He cited with approval the decision of the supreme court in Sarlls v. U. S., 152 U.S. 570, 575, 14 Sup. Ct. 720, 38 L. Ed. 556, to the effect that lager beer was not included within the meaning of the term “spirituous liquors” in the penal statute found in section 2139 of the Revised Statutes, and closed the discussion with the following quotation from the opinion of Chief Justice Marshall in U. S. v. Wiltberger, 5 Wheat. 76, 5 L. Ed. 37:

“The rule that penal statutes are to be construed strictly is perhaps not much less old than construction itself. It is founded on the tenderness of the law for the rights of individuals, and on the plain principle that the power of punishment is vested in the legislative, and not in the judicial, department. It is the legislature, not the court, which is to define a crime and ordain its punishment. It is said that, notwithstanding this rule, the intention of the lawmaker must govern in the construction of penal as well as other statutes. But this is not a new, independent rule, which subverts the old. It is a modification of the ancient maxim, and amounts to this: that, though penal statutes are to be construed strictly, they are nor to be construed so strictly as to defeat the obvious intention of the legislature. The maxim is not to be applied so as to narrow the words of the statute, to the exclusion of cases which those words, in their ordinary acceptation, or in that sense in which the legislature ordinarily used them, would comprehend. The intention of the legislature is to be collected from the words they employ. Where there is no ambiguity in the words, there is no room for construction. The case must be a strong one, indeed, which would justify a court in depart*469ing from the plain meaning of words,—especially in a penal act,—in search of an intention which the words themselves did not suggest. To determine that a case is within the intention of a statute, its language must authorize us to say so. It would be dangerous, indeed, to carry the principle that a case which is within the reason or mischief of a statute is within its provisions, so far as to punish a crime not enumerated in the statute, because it is of equal atrocity or of a kindred character with those which are enumerated. If this principle has ever been recognized in expounding criminal law, it has been in cases of considerable irritation, which it would be unsafe to consider as precedents forming a general rule in other cases.”
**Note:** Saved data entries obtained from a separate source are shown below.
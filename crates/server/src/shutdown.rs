use tokio::signal::unix::{signal, SignalKind};
use tokio_util::sync::CancellationToken;
use tracing::{error, info, warn};

/// Install a shutdown handler that listens for SIGTERM and SIGINT.
///
/// Returns a `CancellationToken` that is cancelled when either signal is received.
pub fn install_shutdown_handler() -> CancellationToken {
    let token = CancellationToken::new();
    let trigger = token.clone();

    tokio::spawn(async move {
        wait_for_signal().await;
        trigger.cancel();
    });

    token
}

async fn wait_for_signal() {
    let (mut sigterm, mut sigint) =
        match (signal(SignalKind::terminate()), signal(SignalKind::interrupt())) {
            (Ok(sigterm), Ok(sigint)) => (sigterm, sigint),
            (Err(e), _) | (_, Err(e)) => {
                warn!(error = %e, "Failed to install signal handlers, falling back to Ctrl-C");
                if let Err(e) = tokio::signal::ctrl_c().await {
                    error!(error = %e, "Failed to listen for Ctrl-C; shutdown must be forced");
                    std::future::pending::<()>().await;
                }
                info!("Received Ctrl-C, initiating graceful shutdown");
                return;
            }
        };

    tokio::select! {
        _ = sigterm.recv() => {
            info!("Received SIGTERM, initiating graceful shutdown");
        }
        _ = sigint.recv() => {
            info!("Received SIGINT, initiating graceful shutdown");
        }
    }
}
The act of March 2, 1893, is a penal statute, and it changes the common law. It makes that unlawful which was innocent before its enactment, and imposes a penalty, recoverable by the government. Its terms are plain and free from doubt, and its meaning is clear. It declares that it is unlawful for a common carrier to use in interstate commerce a car which is not equipped with automatic couplers, and it omits to declare that it is illegal for a common carrier to use a locomotive that is not so equipped. As congress expressed in this statute no intention to forbid the use of locomotives which were not provided with automatic couplers, the legal presumption is that it had no such intention, and provisions to import such an intention into the law and to effectuate it may not be lawfully enacted by judicial construction. The statute does not make it unlawful to use locomotives that are not equipped with automatic couplers in interstate commerce; and it did not modify the rule of the common law under which the plaintiff assumed the known risk of coupling such an engine to the dining car.

There are other considerations which lead to the same result. If we are in error in the conclusion already expressed, and if the word “car,” in the second section of this statute, means locomotive, still this case does not fall under the law, (1) because both the locomotive and the dining car were equipped with automatic couplers; and (2) because at the time of the accident they were not “used in moving interstate traffic.”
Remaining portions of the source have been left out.